Is it possible to set up an alert (email) for when a particular services stops running?
I have alerts set up for when the MySQL or Apache goes down (set from System and Server Status), but there is a particular Service that keeps stopping every now and then and I’d like to be alerted when it does, so I can check log files at the time to see why. The service is rh-redis5-redis.service.
Hmm, if its not directly managed via webmin then I think you need to write a little script which checks the status every few minutes (via cron). There are quite some out there, which you can find easily with a quick google/whatever search.
Something like:
systemctl check if the wanted service gives back an “ok”. If not, automatically restart via systemctl command.
You could easily send a mail with that too.
You can either use a monitor type of Bootup Action or Check Process. For Check Process, you need to give it the exact process name of the program (I don’t know what that is, but it’s definitely not the systemd unit file…that’s a configuration file that tells systemd how to start the process, it is not the process). Bootup action may be simpler, but it’s not always reliable…depends on how well the systemctl status command or service _name_ status command woks.
Bootup Action is what you want, if you want to specify the systemd unit file (because it uses systemd to check the status).
Thanks for that, would I just put ‘rh-redis5-redis.service’ in the command to check for?
I would just try redis-server, based on the start command. Considering there are no other redis services running on the server, it should be pretty precise.
Choosing bootup action and selecting it from there has done the trick.
It went down over night and I got the alert.
Now to work out what caused it to go down.

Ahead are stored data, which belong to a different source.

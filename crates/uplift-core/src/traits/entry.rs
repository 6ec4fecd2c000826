//! Entry trait: the view of a pipeline item the upgrade stages need.

use crate::quality::Quality;
use crate::types::Disposition;
use thiserror::Error;

/// Failure to render an identifier template against an entry.
///
/// Not fatal: an entry whose identifier cannot be rendered is left out of
/// grouping.
#[derive(Error, Debug, Clone, PartialEq, Eq)]
pub enum RenderError {
    /// The template references a field the entry does not have.
    #[error("field `{0}` is not set on this entry")]
    MissingField(String),
}

/// An item flowing through the pipeline.
///
/// The upgrade stages never create or drop entries; they read title, quality
/// and identifier, and change the disposition through
/// [`accept`](Entry::accept), [`reject`](Entry::reject) and
/// [`fail`](Entry::fail).
pub trait Entry {
    /// Human-readable title.
    fn title(&self) -> &str;

    /// Quality of the item.
    fn quality(&self) -> Quality;

    /// Native identifier supplied by the source, if any.
    fn native_id(&self) -> Option<&str>;

    /// Render an identifier template against this entry.
    fn render(&self, template: &str) -> Result<String, RenderError>;

    /// Current disposition.
    fn disposition(&self) -> Disposition;

    /// Mark the entry accepted.
    fn accept(&mut self, reason: &str);

    /// Mark the entry rejected.
    fn reject(&mut self, reason: &str);

    /// Mark the entry failed.
    fn fail(&mut self, reason: &str);

    /// Whether the entry ended up accepted.
    fn is_accepted(&self) -> bool {
        self.disposition() == Disposition::Accepted
    }
}
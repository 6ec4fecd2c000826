//! Shared helpers for the integration tests.

#![allow(dead_code)]

use uplift_core::{Disposition, Entry, Quality, RenderError};

/// Entry that counts every disposition change applied to it.
#[derive(Debug, Clone, PartialEq)]
pub struct RecordingEntry {
    pub title: String,
    pub id: Option<String>,
    pub quality: Quality,
    pub disposition: Disposition,
    pub reason: Option<String>,
    pub actions: usize,
}

impl RecordingEntry {
    pub fn new(id: &str, quality: &str) -> Self {
        Self {
            title: format!("{id} {quality}"),
            id: Some(id.to_string()),
            quality: Quality::parse(quality),
            disposition: Disposition::Pending,
            reason: None,
            actions: 0,
        }
    }

    /// Start from a disposition set by an earlier stage, without counting it
    /// as an action.
    pub fn with_disposition(mut self, disposition: Disposition) -> Self {
        self.disposition = disposition;
        self
    }

    fn set(&mut self, disposition: Disposition, reason: &str) {
        self.disposition = disposition;
        self.reason = Some(reason.to_string());
        self.actions += 1;
    }
}

impl Entry for RecordingEntry {
    fn title(&self) -> &str {
        &self.title
    }

    fn quality(&self) -> Quality {
        self.quality
    }

    fn native_id(&self) -> Option<&str> {
        self.id.as_deref()
    }

    fn render(&self, template: &str) -> Result<String, RenderError> {
        match template {
            "{{title}}" => Ok(self.title.clone()),
            other => Err(RenderError::MissingField(other.to_string())),
        }
    }

    fn disposition(&self) -> Disposition {
        self.disposition
    }

    fn accept(&mut self, reason: &str) {
        self.set(Disposition::Accepted, reason);
    }

    fn reject(&mut self, reason: &str) {
        self.set(Disposition::Rejected, reason);
    }

    fn fail(&mut self, reason: &str) {
        self.set(Disposition::Failed, reason);
    }
}

/// Resolutions in ascending order.
pub const RESOLUTIONS: [&str; 5] = ["360p", "480p", "720p", "1080p", "2160p"];
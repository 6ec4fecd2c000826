//! Configuration system for uplift.
//!
//! The raw, user-facing form is [`UpgradeConfig`]: either a boolean or an
//! [`UpgradeOptions`] object. [`UpgradeConfig::prepare`] validates it once,
//! before any batch is processed, into a [`PreparedConfig`].

use serde::de::{self, MapAccess, Visitor};
use serde::{Deserialize, Deserializer, Serialize};
use std::fmt;
use std::path::Path;
use strum::{Display, EnumString};
use tracing::warn;

use crate::error::{ErrorCode, UpliftError, UpliftResult};
use crate::grouping::IdentifiedBy;
use crate::quality::Requirement;

/// What to do with items that are not the best of their group.
#[derive(
    Debug, Clone, Copy, Default, PartialEq, Eq, Hash, Serialize, Deserialize, Display, EnumString,
)]
#[serde(rename_all = "lowercase")]
#[strum(serialize_all = "lowercase")]
pub enum OnLower {
    Accept,
    Reject,
    Fail,
    /// Leave lower items alone.
    #[default]
    Skip,
}

/// Upgrade options object.
#[derive(Debug, Clone, PartialEq, Eq, Serialize, Deserialize)]
#[serde(default, deny_unknown_fields)]
pub struct UpgradeOptions {
    /// `false` disables the upgrade stages. Lets formats whose top level
    /// must be a table, like TOML, turn them off.
    pub enabled: bool,
    /// `"auto"` to use each item's native id, otherwise a `{{ field }}` template.
    pub identified_by: String,
    /// Record accepted items so later runs can compare against them.
    pub tracking: bool,
    /// Quality requirement an identifier is upgraded towards.
    #[serde(skip_serializing_if = "Option::is_none")]
    pub target: Option<String>,
    /// Action applied to items that are not the best of their group.
    pub on_lower: OnLower,
}

impl Default for UpgradeOptions {
    fn default() -> Self {
        Self {
            enabled: true,
            identified_by: "auto".to_string(),
            tracking: true,
            target: None,
            on_lower: OnLower::Skip,
        }
    }
}

impl UpgradeOptions {
    /// Load options from environment variables on top of the defaults.
    ///
    /// Reads `UPLIFT_IDENTIFIED_BY`, `UPLIFT_TRACKING`, `UPLIFT_TARGET` and
    /// `UPLIFT_ON_LOWER`.
    pub fn from_env() -> UpliftResult<Self> {
        let mut options = Self::default();

        if let Ok(identified_by) = std::env::var("UPLIFT_IDENTIFIED_BY") {
            options.identified_by = identified_by;
        }
        if let Ok(tracking) = std::env::var("UPLIFT_TRACKING") {
            options.tracking = match tracking.to_lowercase().as_str() {
                "1" | "true" | "yes" | "on" => true,
                "0" | "false" | "no" | "off" => false,
                other => {
                    return Err(UpliftError::configuration_with_suggestion(
                        format!("UPLIFT_TRACKING has invalid value `{other}`"),
                        "Use true or false",
                    ))
                }
            };
        }
        if let Ok(target) = std::env::var("UPLIFT_TARGET") {
            if target.trim().is_empty() {
                warn!("UPLIFT_TARGET is empty, ignoring it");
            } else {
                options.target = Some(target);
            }
        }
        if let Ok(on_lower) = std::env::var("UPLIFT_ON_LOWER") {
            options.on_lower = on_lower.parse().map_err(|_| {
                UpliftError::configuration_with_suggestion(
                    format!("UPLIFT_ON_LOWER has invalid value `{on_lower}`"),
                    "Use one of accept, reject, fail, skip",
                )
            })?;
        }

        Ok(options)
    }

    /// Build options using builder pattern.
    pub fn builder() -> UpgradeOptionsBuilder {
        UpgradeOptionsBuilder::default()
    }
}

/// Builder for UpgradeOptions.
#[derive(Default)]
pub struct UpgradeOptionsBuilder {
    options: UpgradeOptions,
}

impl UpgradeOptionsBuilder {
    /// Enable or disable the upgrade stages.
    pub fn enabled(mut self, enabled: bool) -> Self {
        self.options.enabled = enabled;
        self
    }

    /// Set the identifier template, or `"auto"`.
    pub fn identified_by(mut self, identified_by: impl Into<String>) -> Self {
        self.options.identified_by = identified_by.into();
        self
    }

    /// Enable or disable tracking.
    pub fn tracking(mut self, tracking: bool) -> Self {
        self.options.tracking = tracking;
        self
    }

    /// Set the target requirement.
    pub fn target(mut self, target: impl Into<String>) -> Self {
        self.options.target = Some(target.into());
        self
    }

    /// Set the action for lower items.
    pub fn on_lower(mut self, on_lower: OnLower) -> Self {
        self.options.on_lower = on_lower;
        self
    }

    /// Build the options.
    pub fn build(self) -> UpgradeOptions {
        self.options
    }
}

/// Upgrade configuration as written by the operator.
///
/// `false` disables the upgrade stages, `true` runs them with default
/// options. An options table is checked field by field, so an unknown key
/// is reported by name.
#[derive(Debug, Clone, PartialEq, Eq, Serialize)]
#[serde(untagged)]
pub enum UpgradeConfig {
    Enabled(bool),
    Options(UpgradeOptions),
}

impl<'de> Deserialize<'de> for UpgradeConfig {
    fn deserialize<D: Deserializer<'de>>(deserializer: D) -> Result<Self, D::Error> {
        struct ConfigVisitor;

        impl<'de> Visitor<'de> for ConfigVisitor {
            type Value = UpgradeConfig;

            fn expecting(&self, f: &mut fmt::Formatter<'_>) -> fmt::Result {
                f.write_str("a boolean or an upgrade options table")
            }

            fn visit_bool<E: de::Error>(self, value: bool) -> Result<Self::Value, E> {
                Ok(UpgradeConfig::Enabled(value))
            }

            fn visit_map<A: MapAccess<'de>>(self, map: A) -> Result<Self::Value, A::Error> {
                UpgradeOptions::deserialize(de::value::MapAccessDeserializer::new(map))
                    .map(UpgradeConfig::Options)
            }
        }

        deserializer.deserialize_any(ConfigVisitor)
    }
}

impl Default for UpgradeConfig {
    fn default() -> Self {
        Self::Enabled(true)
    }
}

impl From<UpgradeOptions> for UpgradeConfig {
    fn from(options: UpgradeOptions) -> Self {
        Self::Options(options)
    }
}

impl UpgradeConfig {
    /// Load configuration from a file (TOML, JSON, or YAML).
    pub fn from_file(path: impl AsRef<Path>) -> UpliftResult<Self> {
        let content = std::fs::read_to_string(path.as_ref())?;
        let ext = path.as_ref().extension().and_then(|e| e.to_str());

        match ext {
            Some("toml") => toml::from_str(&content)
                .map_err(|e| UpliftError::configuration(e.to_string())),
            Some("json") => serde_json::from_str(&content)
                .map_err(|e| UpliftError::configuration(e.to_string())),
            Some("yaml" | "yml") => serde_yaml::from_str(&content)
                .map_err(|e| UpliftError::configuration(e.to_string())),
            _ => Err(UpliftError::Configuration {
                message: "Unsupported config file format".to_string(),
                code: ErrorCode::CfgUnsupportedFormat,
                suggestion: Some("Use .toml, .json, or .yaml".to_string()),
            }),
        }
    }

    /// Whether the upgrade stages run at all.
    pub fn is_enabled(&self) -> bool {
        match self {
            Self::Enabled(enabled) => *enabled,
            Self::Options(options) => options.enabled,
        }
    }

    /// Validate into a [`PreparedConfig`].
    ///
    /// Returns `Ok(None)` when disabled. A malformed `target` or an empty
    /// `identified_by` fails here, before any batch runs.
    pub fn prepare(&self) -> UpliftResult<Option<PreparedConfig>> {
        let options = match self {
            Self::Enabled(false) => return Ok(None),
            Self::Enabled(true) => UpgradeOptions::default(),
            Self::Options(options) if !options.enabled => return Ok(None),
            Self::Options(options) => options.clone(),
        };
        PreparedConfig::from_options(&options).map(Some)
    }
}

/// Validated configuration for one run.
#[derive(Debug, Clone)]
pub struct PreparedConfig {
    pub identified_by: IdentifiedBy,
    pub tracking: bool,
    pub target: Option<Requirement>,
    pub on_lower: OnLower,
}

impl PreparedConfig {
    /// Validate options.
    pub fn from_options(options: &UpgradeOptions) -> UpliftResult<Self> {
        let identified_by = IdentifiedBy::parse(&options.identified_by)?;
        let target = options
            .target
            .as_deref()
            .map(Requirement::parse)
            .transpose()?;

        Ok(Self {
            identified_by,
            tracking: options.tracking,
            target,
            on_lower: options.on_lower,
        })
    }
}


#[cfg(test)]
mod tests {
    use super::*;
    use std::io::Write;

    #[test]
    fn test_bool_forms() {
        let enabled: UpgradeConfig = serde_json::from_str("true").unwrap();
        let prepared = enabled.prepare().unwrap().unwrap();
        assert_eq!(prepared.identified_by, IdentifiedBy::Auto);
        assert!(prepared.tracking);
        assert!(prepared.target.is_none());
        assert_eq!(prepared.on_lower, OnLower::Skip);

        let disabled: UpgradeConfig = serde_json::from_str("false").unwrap();
        assert!(!disabled.is_enabled());
        assert!(disabled.prepare().unwrap().is_none());
    }

    #[test]
    fn test_object_defaults() {
        let config: UpgradeConfig = serde_json::from_str(r#"{"on_lower": "reject"}"#).unwrap();
        let UpgradeConfig::Options(options) = &config else {
            panic!("expected options, got {config:?}");
        };
        assert_eq!(options.identified_by, "auto");
        assert!(options.tracking);
        assert_eq!(options.on_lower, OnLower::Reject);
    }

    #[test]
    fn test_unknown_keys_rejected() {
        let err = serde_json::from_str::<UpgradeConfig>(r#"{"propers": true}"#).unwrap_err();
        assert!(err.to_string().contains("unknown field `propers`"), "{err}");

        let err = toml::from_str::<UpgradeConfig>("on_lowr = \"reject\"\n").unwrap_err();
        assert!(err.to_string().contains("unknown field `on_lowr`"), "{err}");

        let result: Result<UpgradeConfig, _> = serde_json::from_str("\"yes\"");
        assert!(result.is_err());

        let result: Result<UpgradeConfig, _> = serde_json::from_str(r#"{"on_lower": "delete"}"#);
        assert!(result.is_err());
    }

    #[test]
    fn test_prepare_rejects_bad_target() {
        let config: UpgradeConfig = UpgradeOptions::builder().target(">=720z").build().into();
        let err = config.prepare().unwrap_err();
        assert_eq!(err.code(), ErrorCode::SpecUnknownToken);
    }

    #[test]
    fn test_prepare_template() {
        let config: UpgradeConfig = UpgradeOptions::builder()
            .identified_by("{{series_name}} {{series_id}}")
            .target("720p+")
            .on_lower(OnLower::Fail)
            .tracking(false)
            .build()
            .into();
        let prepared = config.prepare().unwrap().unwrap();
        assert_eq!(
            prepared.identified_by,
            IdentifiedBy::Template("{{series_name}} {{series_id}}".to_string())
        );
        assert_eq!(prepared.target.as_ref().map(|t| t.spec()), Some("720p+"));
        assert!(!prepared.tracking);
    }

    #[test]
    fn test_from_toml_and_yaml_files() {
        let dir = tempfile::tempdir().unwrap();

        let toml_path = dir.path().join("upgrade.toml");
        let mut file = std::fs::File::create(&toml_path).unwrap();
        writeln!(file, "target = \">=1080p\"\non_lower = \"fail\"").unwrap();
        let config = UpgradeConfig::from_file(&toml_path).unwrap();
        assert_eq!(
            config,
            UpgradeConfig::Options(
                UpgradeOptions::builder()
                    .target(">=1080p")
                    .on_lower(OnLower::Fail)
                    .build()
            )
        );

        let yaml_path = dir.path().join("upgrade.yml");
        std::fs::write(&yaml_path, "false\n").unwrap();
        assert_eq!(
            UpgradeConfig::from_file(&yaml_path).unwrap(),
            UpgradeConfig::Enabled(false)
        );

        let disabled_path = dir.path().join("disabled.toml");
        std::fs::write(&disabled_path, "enabled = false\n").unwrap();
        let disabled = UpgradeConfig::from_file(&disabled_path).unwrap();
        assert!(!disabled.is_enabled());
        assert!(disabled.prepare().unwrap().is_none());

        let ini_path = dir.path().join("upgrade.ini");
        std::fs::write(&ini_path, "").unwrap();
        let err = UpgradeConfig::from_file(&ini_path).unwrap_err();
        assert_eq!(err.code(), ErrorCode::CfgUnsupportedFormat);
    }
}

It reached its memory limit and crashed, rather than deleting keys as I thought I had configured.
I notice I can run a command when it detected the service goes down, what command is used to start redis. Is there a way I can find out? Then I could just get it to auto start.
That monit example uses initscripts, which is no longer used on any system currently supported by Virtualmin (though it’s possible your redis configuration is using an initscript, I dunno…Webmin still has an initscript, but it’s just that we haven’t had time to update it). You’d want to use systemctl commands, most likely.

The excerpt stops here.